Mast cells are found in many parts of the body, but are concentrated in parts that are vulnerable to the outside world. The skin, the nasal passages, sinuses, the lungs and the gut. They are there to protect us but when levels rise above our tolerance, they can have a double edged sword & cause more issues than they should.

IBS is a common functional gastrointestinal disorder affecting the quality of life of up to 20% of the population worldwide. It is characterized by abdominal pain and altered bowel habits, ranging from constipation to diarrhea, and everything in between. Mast cells play a prominent role in the development of functional GI disorders, particularly IBS, reflux, & chronic or cyclical nausea. Mast cells are key components in inflammatory reactions. Upon activation, they release histamine, heparin, and nerve growth factor, among many other mediators that modulate immune response and nerve sensitization. This is important for pain perception/ hypersensitivity. Mast cell population is usually increased in animal models and biopsies from patients with irritable bowel syndrome (IBS).
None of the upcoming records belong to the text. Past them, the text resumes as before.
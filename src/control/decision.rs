//! Per-round event selection
//!
//! Exactly one event is produced per drone per round. Battery handling
//! comes first, then the role-specific analysis.

use super::state_machine::{DroneEvent, DroneState};
use crate::types::Role;

/// Inputs of the analysis step
#[derive(Debug, Clone, Copy, PartialEq, Eq)]
pub struct DecisionInputs {
    /// Current state
    pub state: DroneState,
    /// Current role
    pub role: Role,
    /// Battery cannot cover the trip home with the reserve intact
    pub needs_recharging: bool,
    /// At least one fire is known
    pub fires_known: bool,
}

/// Select this round's event.
///
/// A drone already heading home or charging keeps feeding `Recharge` until
/// it is back to `Idle`, so arriving at the base (where a return is never
/// needed) still leads into charging.
pub fn decide(inputs: &DecisionInputs) -> DroneEvent {
    if matches!(inputs.state, DroneState::Recharging | DroneState::ReturnToBase) {
        return DroneEvent::Recharge;
    }
    if inputs.needs_recharging {
        return DroneEvent::NeedToReturn;
    }
    match inputs.role {
        Role::Leader => DroneEvent::Deploy,
        Role::Scout => scout_analysis(inputs),
        Role::Cordon => {
            if inputs.fires_known {
                DroneEvent::FireDetected
            } else {
                DroneEvent::NoFireDetected
            }
        }
        Role::Walker => DroneEvent::Deploy,
    }
}

/// Fire events only apply once the scout is patrolling, so known fires are
/// ignored until it has left the base and dispersed.
fn scout_analysis(inputs: &DecisionInputs) -> DroneEvent {
    if matches!(inputs.state, DroneState::Idle | DroneState::Dispersing) {
        return DroneEvent::Deploy;
    }
    if inputs.fires_known {
        DroneEvent::FireDetected
    } else {
        DroneEvent::Deploy
    }
}

/// Event replacing `Deploy` when the election moved the drone to `new_role`
/// while it was in a state owned by the old role
pub fn role_switch_event(state: DroneState, old_role: Role, new_role: Role) -> Option<DroneEvent> {
    if old_role == new_role {
        return None;
    }
    match (new_role, state) {
        (Role::Scout, DroneState::Formation | DroneState::HoveringLeader) => Some(DroneEvent::TurnToScout),
        (Role::Leader, DroneState::Patrolling | DroneState::Cordoning) => Some(DroneEvent::TurnToLeader),
        _ => None,
    }
}
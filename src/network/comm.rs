//! Outgoing message buffer and recipient selection
//!
//! Messages queued during a step are flushed once, at the end of that step.
//! Delivery is single-hop, at most once per recipient, without acknowledgment
//! or retry. The buffer is cleared even when nobody is listening.

use super::graph::NetworkGraph;
use super::message::Message;
use crate::types::*;

/// Counters kept per drone
#[derive(Debug, Clone, Copy, Default, PartialEq, Eq)]
pub struct CommStats {
    /// Messages queued for broadcast
    pub messages_queued: u64,
    /// Individual mailbox deliveries
    pub deliveries: u64,
    /// Broadcasts that reached nobody
    pub dropped_broadcasts: u64,
}

/// Outgoing buffer of one drone
#[derive(Debug, Clone, Default)]
pub struct Outbox {
    pending: Vec<Message>,
    stats: CommStats,
}

impl Outbox {
    /// Create an empty outbox
    pub fn new() -> Self {
        Self::default()
    }

    /// Queue a message for the end-of-step broadcast
    pub fn queue(&mut self, message: Message) {
        self.pending.push(message);
        self.stats.messages_queued += 1;
    }

    /// Messages waiting for broadcast
    pub fn pending(&self) -> &[Message] {
        &self.pending
    }

    /// Whether nothing is queued
    pub fn is_empty(&self) -> bool {
        self.pending.is_empty()
    }

    /// Take every queued message, leaving the buffer empty
    pub fn take(&mut self) -> Vec<Message> {
        core::mem::take(&mut self.pending)
    }

    /// Book the outcome of one broadcast
    pub fn record_delivery(&mut self, messages: usize, recipients: usize) {
        if recipients == 0 {
            self.stats.dropped_broadcasts += 1;
        }
        self.stats.deliveries += (messages * recipients) as u64;
    }

    /// Communication counters
    pub fn stats(&self) -> CommStats {
        self.stats
    }
}

/// Drones among `in_range` that may receive a broadcast from a sender with
/// `role` and network view `graph`.
///
/// Leaders reach their followers, scouts their peers and leader, every other
/// role reaches all drones in range. Order follows `in_range`, without
/// duplicates.
pub fn valid_recipients(role: Role, graph: &NetworkGraph, in_range: &[DroneId]) -> Vec<DroneId> {
    let mut recipients = Vec::with_capacity(in_range.len());
    for id in in_range {
        if recipients.contains(id) {
            continue;
        }
        let allowed = match role {
            Role::Leader => graph.followers().contains(id),
            Role::Scout => graph.peers().contains(id) || graph.leader() == Some(*id),
            Role::Cordon | Role::Walker => true,
        };
        if allowed {
            recipients.push(*id);
        }
    }
    recipients
}

/// Whether a sender with `role` also reports to its base
pub const fn reports_to_base(role: Role) -> bool {
    role.is_leader()
}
As well as influencing gut nerve endings, proteases released by mast cells may also affect the integrity of the gut wall. The mucosal barrier acts as a semipermeable barrier allowing the absorption of nutrients but limiting the transport of potentially harmful antigens and microorganisms. Several studies have suggested that an increase in intestinal permeability could be a key factor of IBS progression. Overall, these studies clearly suggest that barrier function breakdown, with the possibility of bacterial invasion and low-grade immune system activation, plays an important role in the development of IBS symptoms, including pain hypersensitivity. This effect can be reinforced by the direct activation of mast cells in stressful situations. This highlights the consideration of IBS as a brain–gut axis disorder. Stress makes it worse.

Small intestinal bacterial overgrowth (SIBO) was shown to be common in those Mast Cell issues, as well as headaches, rashes, Postural Orthostatic Tachycardia Syndrome (POTS), period pain/ heavy periods. Diamine oxidase (DAO) is an enzyme that helps break down excess histamine in your body. We often are unable to make enough of this enzyme if we are low in zinc. Then what should be a normal level of histamine, begins to overflow and gut or allergy like symptoms can occur.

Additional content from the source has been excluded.